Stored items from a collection
+--

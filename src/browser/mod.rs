//! Browser automation seam.
//!
//! The scraper only needs a handful of page primitives; [`ChannelBrowser`] names them
//! so the run can be driven by chromiumoxide in production and by scripted pages in tests.

mod chrome;
mod config;

pub use chrome::ChromeBrowser;
pub use config::{devtools_version_url, BrowserConfig};

use std::time::Duration;

use async_trait::async_trait;

use crate::error::BrowserError;

/// Text and link target of a page element.
#[derive(Debug, Clone, PartialEq, Eq)]
pub struct ElementInfo {
    pub text: String,
    pub href: Option<String>,
}

impl ElementInfo {
    pub fn new(text: impl Into<String>, href: Option<&str>) -> Self {
        Self {
            text: text.into(),
            href: href.map(str::to_string),
        }
    }
}

/// Page primitives used by a channel scrape. One session serves the whole run.
#[async_trait]
pub trait ChannelBrowser: Send {
    /// Load `url` in the session page and wait for it to settle.
    async fn navigate(&mut self, url: &str) -> Result<(), BrowserError>;

    /// URL of the page currently shown (after any redirects or clicks).
    async fn current_url(&mut self) -> Result<String, BrowserError>;

    /// Serialized markup of the current page.
    async fn page_source(&mut self) -> Result<String, BrowserError>;

    /// All elements carrying `id`, in document order. Pages may repeat ids.
    async fn find_all_by_id(&mut self, id: &str) -> Result<Vec<ElementInfo>, BrowserError>;

    /// Click the first element carrying `id`. Returns false when there is none.
    async fn click_first_by_id(&mut self, id: &str) -> Result<bool, BrowserError>;

    /// Wait up to `timeout` for an element with class `class` and click it.
    /// Returns false when it never shows up.
    async fn click_by_class(&mut self, class: &str, timeout: Duration)
        -> Result<bool, BrowserError>;

    /// Press End on the page body, asking a lazy listing to load more.
    async fn send_end_key(&mut self) -> Result<(), BrowserError>;

    /// Release the session. Safe to call more than once.
    async fn close(&mut self);
}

+--

Using the data above, reproduce exactly the lines from the line that contains "pages in tests." through the line that contains "may repeat ids.", including both.

//! so the run can be driven by chromiumoxide in production and by scripted pages in tests.

mod chrome;
mod config;

pub use chrome::ChromeBrowser;
pub use config::{devtools_version_url, BrowserConfig};

use std::time::Duration;

use async_trait::async_trait;

use crate::error::BrowserError;

/// Text and link target of a page element.
#[derive(Debug, Clone, PartialEq, Eq)]
pub struct ElementInfo {
    pub text: String,
    pub href: Option<String>,
}

impl ElementInfo {
    pub fn new(text: impl Into<String>, href: Option<&str>) -> Self {
        Self {
            text: text.into(),
            href: href.map(str::to_string),
        }
    }
}

/// Page primitives used by a channel scrape. One session serves the whole run.
#[async_trait]
pub trait ChannelBrowser: Send {
    /// Load `url` in the session page and wait for it to settle.
    async fn navigate(&mut self, url: &str) -> Result<(), BrowserError>;

    /// URL of the page currently shown (after any redirects or clicks).
    async fn current_url(&mut self) -> Result<String, BrowserError>;

    /// Serialized markup of the current page.
    async fn page_source(&mut self) -> Result<String, BrowserError>;

    /// All elements carrying `id`, in document order. Pages may repeat ids.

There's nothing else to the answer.